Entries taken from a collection
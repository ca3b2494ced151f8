//! Audio capture and WAV output.
//!
//! This module handles PCM sample capture from an input device and writes the
//! result as 16-bit mono WAV. Multi-channel input is averaged down to mono as
//! it arrives. A [`PowerProbe`] exposes the live signal level to the meter
//! without handing out the stream itself.

use super::device::MicrophoneAccess;
use crate::amplitude::normalize::power_db_from_samples;
use crate::amplitude::{PowerSource, SourceUnavailable};
use anyhow::{anyhow, Result};
use cpal::traits::{DeviceTrait, StreamTrait};
use hound::WavWriter;
use parking_lot::Mutex;
use std::path::Path;
use std::sync::atomic::{AtomicBool, Ordering};
use std::sync::Arc;

/// Length of the trailing block the probe measures, as a fraction of a second.
const PROBE_BLOCKS_PER_SECOND: u32 = 20;

/// Records audio from the device granted by a [`MicrophoneAccess`].
///
/// Features:
/// - Captures at the device's native sample rate
/// - Converts multi-channel audio to mono by averaging channels
/// - Accepts i16 and f32 device formats
/// - Pause and resume without losing captured samples
pub struct AudioRecorder {
    access: MicrophoneAccess,
    /// Actual recording sample rate from device
    sample_rate: u32,
    /// Recorded audio samples (i16 PCM mono)
    samples: Arc<Mutex<Vec<i16>>>,
    /// Active audio input stream (kept alive during recording)
    stream: Option<cpal::Stream>,
    is_paused: Arc<AtomicBool>,
    is_streaming: Arc<AtomicBool>,
}

impl AudioRecorder {
    /// Creates a recorder for the granted device.
    ///
    /// The actual sample rate may differ from `requested_sample_rate`; read
    /// [`sample_rate`](Self::sample_rate) after starting.
    pub fn new(access: MicrophoneAccess, requested_sample_rate: u32) -> Self {
        Self {
            access,
            sample_rate: requested_sample_rate,
            samples: Arc::new(Mutex::new(Vec::new())),
            stream: None,
            is_paused: Arc::new(AtomicBool::new(false)),
            is_streaming: Arc::new(AtomicBool::new(false)),
        }
    }

    /// Starts capturing from the granted device.
    ///
    /// # Errors
    /// - If device configuration fails
    /// - If the device uses an unsupported sample format
    /// - If audio stream creation fails
    pub fn start_recording(&mut self) -> Result<()> {
        let device = self.access.device();
        tracing::info!("Recording device: {}", self.access.device_name());

        let device_config = device.default_input_config()?;
        let device_sample_rate = device_config.sample_rate().0;
        let num_channels = usize::from(device_config.channels().max(1));
        let sample_format = device_config.sample_format();

        if device_sample_rate != self.sample_rate {
            tracing::warn!(
                "Requested sample rate {}Hz but device uses {}Hz. Recording at device rate.",
                self.sample_rate,
                device_sample_rate
            );
        }

        tracing::debug!(
            "Device configuration: {}Hz, {} channels, {:?}",
            device_sample_rate,
            num_channels,
            sample_format
        );

        self.sample_rate = device_sample_rate;

        let stream_config: cpal::StreamConfig = device_config.into();
        let on_error = |err: cpal::StreamError| tracing::error!("Audio stream error: {}", err);

        let stream = match sample_format {
            cpal::SampleFormat::I16 => {
                let samples = Arc::clone(&self.samples);
                let paused = Arc::clone(&self.is_paused);
                device.build_input_stream(
                    &stream_config,
                    move |data: &[i16], _: &cpal::InputCallbackInfo| {
                        if !paused.load(Ordering::Relaxed) {
                            append_mono(&mut samples.lock(), data.iter().copied(), num_channels);
                        }
                    },
                    on_error,
                    None,
                )?
            }
            cpal::SampleFormat::F32 => {
                let samples = Arc::clone(&self.samples);
                let paused = Arc::clone(&self.is_paused);
                device.build_input_stream(
                    &stream_config,
                    move |data: &[f32], _: &cpal::InputCallbackInfo| {
                        if !paused.load(Ordering::Relaxed) {
                            let converted = data.iter().map(|&s| f32_to_i16(s));
                            append_mono(&mut samples.lock(), converted, num_channels);
                        }
                    },
                    on_error,
                    None,
                )?
            }
            other => {
                return Err(anyhow!(
                    "Unsupported input sample format {other:?}. Choose another device with 'voicerec list-devices'."
                ))
            }
        };

        stream.play()?;
        self.stream = Some(stream);
        self.is_streaming.store(true, Ordering::SeqCst);

        tracing::debug!("Audio stream started");
        Ok(())
    }

    /// Stops capturing and writes the recording to `output_path` if given.
    ///
    /// Returns the recorded duration in seconds, or `None` when nothing was
    /// captured (no file is written in that case).
    ///
    /// # Errors
    /// - If the WAV file cannot be created or written
    pub fn stop_recording(&mut self, output_path: Option<&Path>) -> Result<Option<f32>> {
        self.stream = None;
        self.is_streaming.store(false, Ordering::SeqCst);

        let samples = self.samples.lock().clone();
        let sample_count = samples.len();

        if sample_count == 0 {
            tracing::warn!("Recording stopped with no samples captured");
            return Ok(None);
        }

        let duration_secs = sample_count as f32 / self.sample_rate as f32;
        tracing::info!(
            "Recording stopped: {:.2}s ({} samples at {}Hz)",
            duration_secs,
            sample_count,
            self.sample_rate
        );

        if let Some(output_file) = output_path {
            write_wav(&samples, self.sample_rate, output_file)?;

            let file_size = std::fs::metadata(output_file)?.len();
            tracing::info!(
                "Audio saved: {} ({} bytes)",
                output_file.display(),
                file_size
            );
        }

        Ok(Some(duration_secs))
    }

    /// Returns a level probe sharing this recorder's sample buffer.
    pub fn power_probe(&self) -> PowerProbe {
        PowerProbe {
            samples: Arc::clone(&self.samples),
            is_paused: Arc::clone(&self.is_paused),
            is_streaming: Arc::clone(&self.is_streaming),
            block_len: (self.sample_rate / PROBE_BLOCKS_PER_SECOND).max(1) as usize,
        }
    }

    /// Returns the number of recorded samples.
    pub fn sample_count(&self) -> usize {
        self.samples.lock().len()
    }

    /// Returns the actual sample rate of the recording.
    pub fn sample_rate(&self) -> u32 {
        self.sample_rate
    }

    /// Recorded duration in seconds.
    pub fn duration_secs(&self) -> f32 {
        self.sample_count() as f32 / self.sample_rate.max(1) as f32
    }

    pub fn device_name(&self) -> &str {
        self.access.device_name()
    }

    /// Returns whether recording is currently paused.
    pub fn is_paused(&self) -> bool {
        self.is_paused.load(Ordering::SeqCst)
    }

    /// Stops keeping incoming samples. The stream stays open.
    pub fn pause(&self) {
        if !self.is_paused.swap(true, Ordering::SeqCst) {
            tracing::debug!("Recording paused");
        }
    }

    pub fn resume(&self) {
        if self.is_paused.swap(false, Ordering::SeqCst) {
            tracing::debug!("Recording resumed");
        }
    }

    /// Toggles between paused and recording states.
    ///
    /// Returns `true` if the recorder is now paused.
    pub fn toggle_pause(&self) -> bool {
        if self.is_paused() {
            self.resume();
            false
        } else {
            self.pause();
            true
        }
    }
}

/// Reads the average power of the most recent captured block.
///
/// Reports [`SourceUnavailable`] while the stream is not running or paused.
#[derive(Clone)]
pub struct PowerProbe {
    samples: Arc<Mutex<Vec<i16>>>,
    is_paused: Arc<AtomicBool>,
    is_streaming: Arc<AtomicBool>,
    block_len: usize,
}

impl PowerSource for PowerProbe {
    fn current_power_db(&self) -> Result<f32, SourceUnavailable> {
        if !self.is_streaming.load(Ordering::Relaxed) {
            return Err(SourceUnavailable::new("capture stream is not running"));
        }
        if self.is_paused.load(Ordering::Relaxed) {
            return Err(SourceUnavailable::new("capture is paused"));
        }

        let samples = self.samples.lock();
        let start = samples.len().saturating_sub(self.block_len);
        Ok(power_db_from_samples(&samples[start..]))
    }
}

/// Appends interleaved samples to `out`, averaging each frame down to mono.
fn append_mono<I>(out: &mut Vec<i16>, data: I, num_channels: usize)
where
    I: Iterator<Item = i16>,
{
    if num_channels <= 1 {
        out.extend(data);
        return;
    }

    let mut sum = 0i32;
    let mut filled = 0usize;
    for sample in data {
        sum += i32::from(sample);
        filled += 1;
        if filled == num_channels {
            out.push((sum / num_channels as i32) as i16);
            sum = 0;
            filled = 0;
        }
    }
}

fn f32_to_i16(sample: f32) -> i16 {
    (sample.clamp(-1.0, 1.0) * f32::from(i16::MAX)) as i16
}

/// Writes mono 16-bit PCM samples as a WAV file.
///
/// # Errors
/// - If the file cannot be created or written
pub fn write_wav(samples: &[i16], sample_rate: u32, path: &Path) -> Result<()> {
    let wav_spec = hound::WavSpec {
        channels: 1,
        sample_rate,
        bits_per_sample: 16,
        sample_format: hound::SampleFormat::Int,
    };

    let mut writer = WavWriter::create(path, wav_spec)
        .map_err(|e| anyhow!("Failed to create {}: {e}", path.display()))?;

    for &sample in samples {
        writer.write_sample(sample)?;
    }

    writer.finalize()?;
    tracing::debug!("WAV written: {}", path.display());
    Ok(())
}

#[cfg(test)]
mod tests {
    use super::*;
    use crate::amplitude::normalize::SILENCE_DB;
    use crate::amplitude::{MonoDecoder, WavDecoder};
    use tempfile::tempdir;

    fn probe(samples: Vec<i16>, streaming: bool, paused: bool) -> PowerProbe {
        PowerProbe {
            samples: Arc::new(Mutex::new(samples)),
            is_paused: Arc::new(AtomicBool::new(paused)),
            is_streaming: Arc::new(AtomicBool::new(streaming)),
            block_len: 4,
        }
    }

    #[test]
    fn test_append_mono_averages_frames() {
        let mut out = Vec::new();
        append_mono(&mut out, [100i16, 300, -50, 50].into_iter(), 2);
        assert_eq!(out, vec![200, 0]);

        let mut out = Vec::new();
        append_mono(&mut out, [3i16, 6, 9, 1, 1].into_iter(), 3);
        assert_eq!(out, vec![6]);

        let mut out = vec![1];
        append_mono(&mut out, [2i16, 3].into_iter(), 1);
        assert_eq!(out, vec![1, 2, 3]);
    }

    #[test]
    fn test_f32_conversion_clamps() {
        assert_eq!(f32_to_i16(0.0), 0);
        assert_eq!(f32_to_i16(1.0), i16::MAX);
        assert_eq!(f32_to_i16(4.0), i16::MAX);
        assert_eq!(f32_to_i16(-4.0), -i16::MAX);
    }

    #[test]
    fn test_probe_measures_trailing_block() {
        let mut samples = vec![i16::MAX; 100];
        samples.extend_from_slice(&[0, 0, 0, 0]);
        assert_eq!(probe(samples, true, false).current_power_db().unwrap(), SILENCE_DB);

        let loud = probe(vec![0, 0, i16::MAX, i16::MAX, i16::MAX, i16::MAX], true, false);
        assert!(loud.current_power_db().unwrap().abs() < 1e-3);
    }

    #[test]
    fn test_probe_unavailable_when_stopped_or_paused() {
        assert!(probe(vec![1000; 8], false, false).current_power_db().is_err());
        assert!(probe(vec![1000; 8], true, true).current_power_db().is_err());
        assert_eq!(probe(Vec::new(), true, false).current_power_db().unwrap(), SILENCE_DB);
    }

    #[test]
    fn test_write_wav_round_trips_through_decoder() {
        let dir = tempdir().unwrap();
        let path = dir.path().join("out.wav");
        write_wav(&[0, 16384, -32768], 22050, &path).unwrap();

        let decoded = WavDecoder.decode_mono(&path).unwrap();
        assert_eq!(decoded.sample_rate, 22050);
        assert_eq!(decoded.samples, vec![0.0, 0.5, -1.0]);
    }
}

Work to be completed: Please output only the lines from the first line of the entries through the line with "to the meter", both included, exactly as written.

Solution to the problem:
repository ca3b2494ced151f8
//! Audio capture and WAV output.
//!
//! This module handles PCM sample capture from an input device and writes the
//! result as 16-bit mono WAV. Multi-channel input is averaged down to mono as
//! it arrives. A [`PowerProbe`] exposes the live signal level to the meter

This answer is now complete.